**Work task:** Print out the data below. Do not alter a single line.

**Records for this exercise:**
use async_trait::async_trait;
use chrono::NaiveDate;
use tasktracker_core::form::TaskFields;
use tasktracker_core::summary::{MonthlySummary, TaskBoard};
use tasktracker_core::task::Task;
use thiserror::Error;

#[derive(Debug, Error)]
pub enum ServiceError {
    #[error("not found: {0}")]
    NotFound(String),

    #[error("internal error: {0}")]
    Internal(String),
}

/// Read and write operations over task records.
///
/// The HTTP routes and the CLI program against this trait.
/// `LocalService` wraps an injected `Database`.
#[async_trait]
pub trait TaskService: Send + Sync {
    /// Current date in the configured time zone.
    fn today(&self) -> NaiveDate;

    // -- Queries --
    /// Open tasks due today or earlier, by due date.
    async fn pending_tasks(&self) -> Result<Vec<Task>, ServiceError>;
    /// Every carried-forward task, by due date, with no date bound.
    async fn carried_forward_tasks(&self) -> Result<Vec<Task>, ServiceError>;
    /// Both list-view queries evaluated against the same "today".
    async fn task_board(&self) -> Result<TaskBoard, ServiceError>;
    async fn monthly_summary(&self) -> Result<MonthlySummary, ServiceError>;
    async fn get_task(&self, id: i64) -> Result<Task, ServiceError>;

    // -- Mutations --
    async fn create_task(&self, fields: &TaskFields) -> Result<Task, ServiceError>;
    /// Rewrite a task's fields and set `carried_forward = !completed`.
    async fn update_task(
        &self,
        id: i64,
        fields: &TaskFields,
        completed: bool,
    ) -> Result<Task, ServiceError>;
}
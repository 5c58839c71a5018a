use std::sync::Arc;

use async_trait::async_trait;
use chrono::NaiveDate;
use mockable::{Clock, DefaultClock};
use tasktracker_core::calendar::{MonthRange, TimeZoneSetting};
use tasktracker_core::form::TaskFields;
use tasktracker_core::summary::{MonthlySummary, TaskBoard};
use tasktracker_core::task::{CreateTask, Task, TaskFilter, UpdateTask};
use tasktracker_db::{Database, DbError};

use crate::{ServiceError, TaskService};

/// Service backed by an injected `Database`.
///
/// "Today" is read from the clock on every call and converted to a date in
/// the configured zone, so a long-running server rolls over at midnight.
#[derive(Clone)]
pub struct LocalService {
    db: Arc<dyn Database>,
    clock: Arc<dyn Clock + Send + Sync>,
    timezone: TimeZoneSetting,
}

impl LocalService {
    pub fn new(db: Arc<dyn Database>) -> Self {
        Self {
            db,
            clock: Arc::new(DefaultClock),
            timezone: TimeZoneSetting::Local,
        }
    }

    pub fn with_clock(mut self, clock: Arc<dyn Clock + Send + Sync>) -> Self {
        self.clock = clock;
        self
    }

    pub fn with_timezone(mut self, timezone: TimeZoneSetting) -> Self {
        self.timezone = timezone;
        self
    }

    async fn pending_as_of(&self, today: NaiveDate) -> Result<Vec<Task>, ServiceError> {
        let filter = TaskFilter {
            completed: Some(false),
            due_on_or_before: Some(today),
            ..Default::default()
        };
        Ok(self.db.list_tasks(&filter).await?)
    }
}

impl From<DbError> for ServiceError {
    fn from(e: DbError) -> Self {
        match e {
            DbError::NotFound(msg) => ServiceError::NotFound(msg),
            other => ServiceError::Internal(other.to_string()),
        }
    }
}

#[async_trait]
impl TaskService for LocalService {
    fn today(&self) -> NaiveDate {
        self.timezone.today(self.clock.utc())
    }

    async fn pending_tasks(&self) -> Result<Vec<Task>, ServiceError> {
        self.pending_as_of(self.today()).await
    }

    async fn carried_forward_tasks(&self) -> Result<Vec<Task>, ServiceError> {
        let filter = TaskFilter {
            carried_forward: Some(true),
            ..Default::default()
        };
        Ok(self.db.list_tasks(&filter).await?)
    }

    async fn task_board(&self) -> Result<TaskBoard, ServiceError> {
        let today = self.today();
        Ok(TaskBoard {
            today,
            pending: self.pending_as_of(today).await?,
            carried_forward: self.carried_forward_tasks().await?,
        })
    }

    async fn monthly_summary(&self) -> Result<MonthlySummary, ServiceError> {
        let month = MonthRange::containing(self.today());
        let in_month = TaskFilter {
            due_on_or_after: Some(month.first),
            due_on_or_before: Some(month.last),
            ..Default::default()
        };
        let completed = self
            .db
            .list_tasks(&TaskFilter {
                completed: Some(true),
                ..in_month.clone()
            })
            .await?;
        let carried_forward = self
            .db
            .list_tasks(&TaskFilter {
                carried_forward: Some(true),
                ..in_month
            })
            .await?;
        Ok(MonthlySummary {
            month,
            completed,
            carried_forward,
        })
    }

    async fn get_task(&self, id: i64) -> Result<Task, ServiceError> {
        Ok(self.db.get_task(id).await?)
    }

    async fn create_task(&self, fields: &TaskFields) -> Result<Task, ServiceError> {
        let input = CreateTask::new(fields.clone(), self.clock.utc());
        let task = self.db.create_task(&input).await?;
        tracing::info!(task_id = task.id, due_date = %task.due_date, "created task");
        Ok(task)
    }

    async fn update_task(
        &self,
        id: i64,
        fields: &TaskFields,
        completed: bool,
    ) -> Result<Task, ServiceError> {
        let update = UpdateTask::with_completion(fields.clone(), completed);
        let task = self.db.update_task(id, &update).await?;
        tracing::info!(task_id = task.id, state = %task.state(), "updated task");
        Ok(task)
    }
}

**Expected answer:**
use async_trait::async_trait;
use chrono::NaiveDate;
use tasktracker_core::form::TaskFields;
use tasktracker_core::summary::{MonthlySummary, TaskBoard};
use tasktracker_core::task::Task;
use thiserror::Error;

#[derive(Debug, Error)]
pub enum ServiceError {
    #[error("not found: {0}")]
    NotFound(String),

    #[error("internal error: {0}")]
    Internal(String),
}

/// Read and write operations over task records.
///
/// The HTTP routes and the CLI program against this trait.
/// `LocalService` wraps an injected `Database`.
#[async_trait]
pub trait TaskService: Send + Sync {
    /// Current date in the configured time zone.
    fn today(&self) -> NaiveDate;

    // -- Queries --
    /// Open tasks due today or earlier, by due date.
    async fn pending_tasks(&self) -> Result<Vec<Task>, ServiceError>;
    /// Every carried-forward task, by due date, with no date bound.
    async fn carried_forward_tasks(&self) -> Result<Vec<Task>, ServiceError>;
    /// Both list-view queries evaluated against the same "today".
    async fn task_board(&self) -> Result<TaskBoard, ServiceError>;
    async fn monthly_summary(&self) -> Result<MonthlySummary, ServiceError>;
    async fn get_task(&self, id: i64) -> Result<Task, ServiceError>;

    // -- Mutations --
    async fn create_task(&self, fields: &TaskFields) -> Result<Task, ServiceError>;
    /// Rewrite a task's fields and set `carried_forward = !completed`.
    async fn update_task(
        &self,
        id: i64,
        fields: &TaskFields,
        completed: bool,
    ) -> Result<Task, ServiceError>;
}
repository 5c58839c71a5018a
use std::sync::Arc;

use async_trait::async_trait;
use chrono::NaiveDate;
use mockable::{Clock, DefaultClock};
use tasktracker_core::calendar::{MonthRange, TimeZoneSetting};
use tasktracker_core::form::TaskFields;
use tasktracker_core::summary::{MonthlySummary, TaskBoard};
use tasktracker_core::task::{CreateTask, Task, TaskFilter, UpdateTask};
use tasktracker_db::{Database, DbError};

use crate::{ServiceError, TaskService};

/// Service backed by an injected `Database`.
///
/// "Today" is read from the clock on every call and converted to a date in
/// the configured zone, so a long-running server rolls over at midnight.
#[derive(Clone)]
pub struct LocalService {
    db: Arc<dyn Database>,
    clock: Arc<dyn Clock + Send + Sync>,
    timezone: TimeZoneSetting,
}

impl LocalService {
    pub fn new(db: Arc<dyn Database>) -> Self {
        Self {
            db,
            clock: Arc::new(DefaultClock),
            timezone: TimeZoneSetting::Local,
        }
    }

    pub fn with_clock(mut self, clock: Arc<dyn Clock + Send + Sync>) -> Self {
        self.clock = clock;
        self
    }

    pub fn with_timezone(mut self, timezone: TimeZoneSetting) -> Self {
        self.timezone = timezone;
        self
    }

    async fn pending_as_of(&self, today: NaiveDate) -> Result<Vec<Task>, ServiceError> {
        let filter = TaskFilter {
            completed: Some(false),
            due_on_or_before: Some(today),
            ..Default::default()
        };
        Ok(self.db.list_tasks(&filter).await?)
    }
}

impl From<DbError> for ServiceError {
    fn from(e: DbError) -> Self {
        match e {
            DbError::NotFound(msg) => ServiceError::NotFound(msg),
            other => ServiceError::Internal(other.to_string()),
        }
    }
}

#[async_trait]
impl TaskService for LocalService {
    fn today(&self) -> NaiveDate {
        self.timezone.today(self.clock.utc())
    }

    async fn pending_tasks(&self) -> Result<Vec<Task>, ServiceError> {
        self.pending_as_of(self.today()).await
    }

    async fn carried_forward_tasks(&self) -> Result<Vec<Task>, ServiceError> {
        let filter = TaskFilter {
            carried_forward: Some(true),
            ..Default::default()
        };
        Ok(self.db.list_tasks(&filter).await?)
    }

    async fn task_board(&self) -> Result<TaskBoard, ServiceError> {
        let today = self.today();
        Ok(TaskBoard {
            today,
            pending: self.pending_as_of(today).await?,
            carried_forward: self.carried_forward_tasks().await?,
        })
    }

    async fn monthly_summary(&self) -> Result<MonthlySummary, ServiceError> {
        let month = MonthRange::containing(self.today());
        let in_month = TaskFilter {
            due_on_or_after: Some(month.first),
            due_on_or_before: Some(month.last),
            ..Default::default()
        };
        let completed = self
            .db
            .list_tasks(&TaskFilter {
                completed: Some(true),
                ..in_month.clone()
            })
            .await?;
        let carried_forward = self
            .db
            .list_tasks(&TaskFilter {
                carried_forward: Some(true),
                ..in_month
            })
            .await?;
        Ok(MonthlySummary {
            month,
            completed,
            carried_forward,
        })
    }

    async fn get_task(&self, id: i64) -> Result<Task, ServiceError> {
        Ok(self.db.get_task(id).await?)
    }

    async fn create_task(&self, fields: &TaskFields) -> Result<Task, ServiceError> {
        let input = CreateTask::new(fields.clone(), self.clock.utc());
        let task = self.db.create_task(&input).await?;
        tracing::info!(task_id = task.id, due_date = %task.due_date, "created task");
        Ok(task)
    }

    async fn update_task(
        &self,
        id: i64,
        fields: &TaskFields,
        completed: bool,
    ) -> Result<Task, ServiceError> {
        let update = UpdateTask::with_completion(fields.clone(), completed);
        let task = self.db.update_task(id, &update).await?;
        tracing::info!(task_id = task.id, state = %task.state(), "updated task");
        Ok(task)
    }
}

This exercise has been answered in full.